The quality of the result is becoming directly tied to the quality of the framework you build around the AI.
The first version of the video failed because my instructions were too broad. I treated the AI like a creative collaborator instead of a system that needed operational boundaries. Once I changed that mindset, the results changed dramatically.
Instead of simply saying:
“Use this book cover in the video”
I started building constraint-based prompting.
I began explicitly instructing the model what it was NOT allowed to change.
Things like:
- preserve composition
- preserve lighting
- preserve typography
- do not redesign the cover
- no spelling modifications
- maintain the exact camera movement
- treat the supplied asset as fixed
The difference was enormous.
The second-generation video suddenly became coherent. The hallucinations reduced dramatically. The typography stabilised. The emotional tone remained consistent throughout the sequence. Most importantly, the book itself remained visually accurate from scene to scene.
What became obvious very quickly is that AI systems naturally “want” to creatively reinterpret material unless you define operational guardrails.
That is where frameworks become essential.
In many ways, this mirrors the same governance discussions happening across enterprise AI right now. Most AI failures are not because the models are unintelligent. They happen because humans provide vague instructions without defining acceptable operational boundaries.
What I was building for a children’s book trailer was actually a miniature AI governance system.
The prompt evolved into something far more structured:
Use the original video as the motion and composition reference. Only replace the incorrect 3D book cover with the supplied3D book cover image. Do not change anything else in the video. Keep: - the same camera movement - the same lighting - the same background - the same timing - the same particles - the same music mood - the same ending - the same overall scene composition The supplied 3D book cover must be used exactly as provided. Do not redesign it. Do not recreate the cover art. Do not change the title, typography, colours, spine,page angle or book shape.Treat the supplied 3D book cover as a fixed printed physicalobject placed into the existing scene. Remove the incorrect book cover currently shown in the videoand substitute this exact supplied 3D book cover in the sameposition, scale, angle and movement.Critical: No text changes. No new cover design. No typography hallucination. No spelling changes. No changes to Hope’s face. No changes to the background or other elements. Only change the 3D book cover.

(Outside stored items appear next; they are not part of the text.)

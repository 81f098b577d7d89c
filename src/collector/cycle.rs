//! One collection cycle: read snapshots, build events, emit each.
//!
//! The cycle is the error absorption boundary. Everything that can go wrong
//! below it is logged and reflected in [`CycleStats`]; nothing propagates to
//! the scheduler.

use std::time::Instant;

use chrono::{SecondsFormat, Utc};
use tracing::{debug, error, warn};

use super::read_snapshots;
use crate::error::CollectorError;
use crate::event::VmEvent;
use crate::hypervisor::Hypervisor;
use crate::metrics::emit;
use crate::metrics::events::{CycleCompleted, CycleDuration, CycleFailed, EventsDropped};
use crate::sink::EventSink;

/// Outcome of one collection cycle.
#[derive(Debug, Clone, Copy, PartialEq, Eq, Default)]
pub struct CycleStats {
    /// Domains that produced a snapshot this cycle.
    pub domains: usize,
    /// Events successfully written to the sink.
    pub emitted: usize,
    /// Events dropped on serialization or write failure.
    pub dropped: usize,
    /// True when enumeration itself failed and the cycle was skipped.
    pub failed: bool,
}

/// The RFC3339 UTC timestamp shared by every event of one cycle.
pub fn cycle_timestamp() -> String {
    Utc::now().to_rfc3339_opts(SecondsFormat::Secs, true)
}

/// Build the events for the current snapshot set, stamped with `timestamp`.
///
/// Used by both the timer loop and the request-driven server path.
pub fn collect_events(
    hypervisor: &dyn Hypervisor,
    timestamp: &str,
) -> Result<Vec<VmEvent>, CollectorError> {
    let snapshots = read_snapshots(hypervisor)?;
    Ok(snapshots
        .iter()
        .map(|snapshot| VmEvent::from_snapshot(snapshot, timestamp))
        .collect())
}

/// Run one cycle against an open connection, writing events to `sink`.
///
/// Never fails: an enumeration failure skips this cycle (the next tick
/// retries on the same connection), and a failure writing one event drops
/// only that event.
pub fn run_cycle(hypervisor: &dyn Hypervisor, sink: &mut dyn EventSink) -> CycleStats {
    let started = Instant::now();
    let timestamp = cycle_timestamp();

    let events = match collect_events(hypervisor, &timestamp) {
        Ok(events) => events,
        Err(e) => {
            error!(error = %e, "Collection cycle failed, retrying at next tick");
            emit!(CycleFailed);
            emit!(CycleDuration {
                duration: started.elapsed(),
            });
            return CycleStats {
                failed: true,
                ..CycleStats::default()
            };
        }
    };

    let mut emitted = 0;
    let mut dropped = 0;
    for event in &events {
        match sink.emit(event) {
            Ok(()) => emitted += 1,
            Err(e) => {
                warn!(domain = %event.domain_name(), error = %e, "Dropping event");
                dropped += 1;
            }
        }
    }

    emit!(CycleCompleted {
        domains: events.len() as u64,
        emitted: emitted as u64,
    });
    if dropped > 0 {
        emit!(EventsDropped {
            count: dropped as u64,
        });
    }
    emit!(CycleDuration {
        duration: started.elapsed(),
    });
    debug!(domains = events.len(), emitted, dropped, "Cycle complete");

    CycleStats {
        domains: events.len(),
        emitted,
        dropped,
        failed: false,
    }
}
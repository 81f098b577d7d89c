//! Libvirt-backed hypervisor connector.
//!
//! Thin adapter from the `virt` crate onto the capability traits. All calls
//! here are blocking libvirt RPCs; callers on the async runtime are expected
//! to run them on the blocking pool or accept the stall.

use virt::connect::Connect;
use virt::domain::Domain as VirtDomain;

use super::{Connector, Domain, DomainInfo, Hypervisor};
use crate::error::HypervisorError;

/// Connector that opens libvirt connections to a fixed URI.
pub struct LibvirtConnector {
    uri: String,
}

impl LibvirtConnector {
    pub fn new(uri: String) -> Self {
        Self { uri }
    }
}

impl Connector for LibvirtConnector {
    fn connect(&self) -> Result<Box<dyn Hypervisor>, HypervisorError> {
        let conn = Connect::open(Some(self.uri.as_str())).map_err(|e| HypervisorError::Connect {
            uri: self.uri.clone(),
            message: e.to_string(),
        })?;
        Ok(Box::new(LibvirtHypervisor { conn }))
    }
}

/// An open libvirt connection.
pub struct LibvirtHypervisor {
    conn: Connect,
}

impl Hypervisor for LibvirtHypervisor {
    fn list_domains(&self) -> Result<Vec<Box<dyn Domain>>, HypervisorError> {
        // Flags 0: no state filter, stopped domains included.
        let domains = self
            .conn
            .list_all_domains(0)
            .map_err(|e| HypervisorError::ListDomains {
                message: e.to_string(),
            })?;
        Ok(domains
            .into_iter()
            .map(|d| Box::new(LibvirtDomain(d)) as Box<dyn Domain>)
            .collect())
    }
}

impl Drop for LibvirtHypervisor {
    fn drop(&mut self) {
        if let Err(e) = self.conn.close() {
            tracing::warn!(error = %e, "Error closing libvirt connection");
        }
    }
}

struct LibvirtDomain(VirtDomain);

impl LibvirtDomain {
    fn attribute_error(attribute: &'static str, e: virt::error::Error) -> HypervisorError {
        HypervisorError::Attribute {
            attribute,
            message: e.to_string(),
        }
    }
}

impl Domain for LibvirtDomain {
    fn name(&self) -> Result<String, HypervisorError> {
        self.0
            .get_name()
            .map_err(|e| Self::attribute_error("name", e))
    }

    fn uuid(&self) -> Result<String, HypervisorError> {
        self.0
            .get_uuid_string()
            .map_err(|e| Self::attribute_error("uuid", e))
    }

    fn id(&self) -> Option<u32> {
        self.0.get_id()
    }

    fn info(&self) -> Result<DomainInfo, HypervisorError> {
        let info = self
            .0
            .get_info()
            .map_err(|e| Self::attribute_error("info", e))?;
        Ok(DomainInfo {
            state_code: info.state as u32,
            vcpus: info.nr_virt_cpu,
            memory_kb: info.memory,
        })
    }
}
//! ECS-compatible event schema.
//!
//! One event is built per domain snapshot per cycle. The field layout is a
//! stable contract with the ingestion agent; renaming or removing a field is
//! a breaking change for downstream consumers.

use serde::Serialize;

use crate::collector::{DomainSnapshot, DomainState};

/// ECS schema version stamped on every event.
pub const ECS_VERSION: &str = "8.11.0";

/// One emitted event for one domain.
#[derive(Debug, Clone, Serialize)]
pub struct VmEvent {
    /// Cycle-level RFC3339 UTC timestamp, byte-identical across all events
    /// of one cycle.
    #[serde(rename = "@timestamp")]
    pub timestamp: String,
    pub ecs: EcsFields,
    pub libvirt: LibvirtFields,
}

#[derive(Debug, Clone, Serialize)]
pub struct EcsFields {
    pub version: &'static str,
}

#[derive(Debug, Clone, Serialize)]
pub struct LibvirtFields {
    pub domain: DomainFields,
}

#[derive(Debug, Clone, Serialize)]
pub struct DomainFields {
    pub name: String,
    pub uuid: String,
    pub state: DomainState,
    /// Hypervisor-assigned ID; 0 when the domain is not running.
    pub id: u32,
    pub vcpu: u32,
    pub memory: MemoryFields,
}

#[derive(Debug, Clone, Serialize)]
pub struct MemoryFields {
    pub kb: u64,
}

impl VmEvent {
    /// Build the event for one snapshot. Pure and deterministic given its
    /// inputs; the timestamp is stamped by the caller, once per cycle.
    pub fn from_snapshot(snapshot: &DomainSnapshot, timestamp: &str) -> Self {
        Self {
            timestamp: timestamp.to_string(),
            ecs: EcsFields {
                version: ECS_VERSION,
            },
            libvirt: LibvirtFields {
                domain: DomainFields {
                    name: snapshot.name.clone(),
                    uuid: snapshot.uuid.clone(),
                    state: snapshot.state,
                    id: snapshot.id.unwrap_or(0),
                    vcpu: snapshot.vcpus,
                    memory: MemoryFields {
                        kb: snapshot.memory_kb,
                    },
                },
            },
        }
    }

    /// Domain name, for diagnostics.
    pub fn domain_name(&self) -> &str {
        &self.libvirt.domain.name
    }
}
//! Metrics and observability infrastructure.
//!
//! - `events`: Internal event types and the `InternalEvent` trait
//! - `server`: Prometheus HTTP server and initialization

pub mod events;
pub mod server;

pub use server::init;

/// Macro for emitting metric events.
///
/// Calls `InternalEvent::emit()` on the given event, which records the
/// corresponding Prometheus metric. A no-op when no recorder is installed
/// (e.g., in tests).
#[macro_export]
macro_rules! emit {
    ($event:expr) => {
        $crate::metrics::events::InternalEvent::emit($event)
    };
}

// Re-export the macro at crate root
pub use emit;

Everything else stays the same.
What fascinated me most was how quickly the AI improved once the ambiguity was removed.
This is where I think a lot of AI development is heading.
The future will not belong only to people who can “use AI.”
It will belong to people who can structure reasoning, constraints and instruction systems around AI.
Prompting is evolving into operational design.
And honestly… watching a cinematic trailer emerge from a story I wrote while living on Russell Island was one of the strangest and most exciting creative experiences I’ve had in years.
Not because the AI replaced creativity.
But because it amplified it — once the framework became strong enough to guide it.